Recorded data -
+++
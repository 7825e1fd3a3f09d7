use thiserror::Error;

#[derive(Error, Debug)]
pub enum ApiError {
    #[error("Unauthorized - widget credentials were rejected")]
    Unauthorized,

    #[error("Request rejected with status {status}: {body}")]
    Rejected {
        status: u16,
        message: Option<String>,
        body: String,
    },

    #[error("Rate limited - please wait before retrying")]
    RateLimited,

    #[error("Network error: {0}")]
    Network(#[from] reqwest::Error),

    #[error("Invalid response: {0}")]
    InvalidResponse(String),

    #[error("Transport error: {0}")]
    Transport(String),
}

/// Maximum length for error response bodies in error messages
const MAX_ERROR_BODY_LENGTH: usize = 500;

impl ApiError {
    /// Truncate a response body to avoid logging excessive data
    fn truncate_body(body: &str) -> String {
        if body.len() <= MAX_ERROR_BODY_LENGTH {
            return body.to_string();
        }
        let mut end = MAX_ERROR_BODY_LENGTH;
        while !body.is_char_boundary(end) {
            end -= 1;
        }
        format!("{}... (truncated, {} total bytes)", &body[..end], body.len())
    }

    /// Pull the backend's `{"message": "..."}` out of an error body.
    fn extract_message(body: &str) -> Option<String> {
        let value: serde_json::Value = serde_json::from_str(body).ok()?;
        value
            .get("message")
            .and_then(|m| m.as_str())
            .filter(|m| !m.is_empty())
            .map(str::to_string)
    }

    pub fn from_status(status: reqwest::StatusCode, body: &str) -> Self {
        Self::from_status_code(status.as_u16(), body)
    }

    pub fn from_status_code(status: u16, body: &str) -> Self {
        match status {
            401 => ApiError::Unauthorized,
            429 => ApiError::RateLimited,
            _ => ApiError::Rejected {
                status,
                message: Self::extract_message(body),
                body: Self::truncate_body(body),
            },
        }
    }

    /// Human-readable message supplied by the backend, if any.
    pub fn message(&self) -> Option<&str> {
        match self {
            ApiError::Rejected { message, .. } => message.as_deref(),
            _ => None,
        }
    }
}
+++
Assigned task -
The answer must be an exact reproduction of all the records.

Solution -
repository 7825e1fd3a3f09d7
use thiserror::Error;

#[derive(Error, Debug)]
pub enum ApiError {
    #[error("Unauthorized - widget credentials were rejected")]
    Unauthorized,

    #[error("Request rejected with status {status}: {body}")]
    Rejected {
        status: u16,
        message: Option<String>,
        body: String,
    },

    #[error("Rate limited - please wait before retrying")]
    RateLimited,

    #[error("Network error: {0}")]
    Network(#[from] reqwest::Error),

    #[error("Invalid response: {0}")]
    InvalidResponse(String),

    #[error("Transport error: {0}")]
    Transport(String),
}

/// Maximum length for error response bodies in error messages
const MAX_ERROR_BODY_LENGTH: usize = 500;

impl ApiError {
    /// Truncate a response body to avoid logging excessive data
    fn truncate_body(body: &str) -> String {
        if body.len() <= MAX_ERROR_BODY_LENGTH {
            return body.to_string();
        }
        let mut end = MAX_ERROR_BODY_LENGTH;
        while !body.is_char_boundary(end) {
            end -= 1;
        }
        format!("{}... (truncated, {} total bytes)", &body[..end], body.len())
    }

    /// Pull the backend's `{"message": "..."}` out of an error body.
    fn extract_message(body: &str) -> Option<String> {
        let value: serde_json::Value = serde_json::from_str(body).ok()?;
        value
            .get("message")
            .and_then(|m| m.as_str())
            .filter(|m| !m.is_empty())
            .map(str::to_string)
    }

    pub fn from_status(status: reqwest::StatusCode, body: &str) -> Self {
        Self::from_status_code(status.as_u16(), body)
    }

    pub fn from_status_code(status: u16, body: &str) -> Self {
        match status {
            401 => ApiError::Unauthorized,
            429 => ApiError::RateLimited,
            _ => ApiError::Rejected {
                status,
                message: Self::extract_message(body),
                body: Self::truncate_body(body),
            },
        }
    }

    /// Human-readable message supplied by the backend, if any.
    pub fn message(&self) -> Option<&str> {
        match self {
            ApiError::Rejected { message, .. } => message.as_deref(),
            _ => None,
        }
    }
}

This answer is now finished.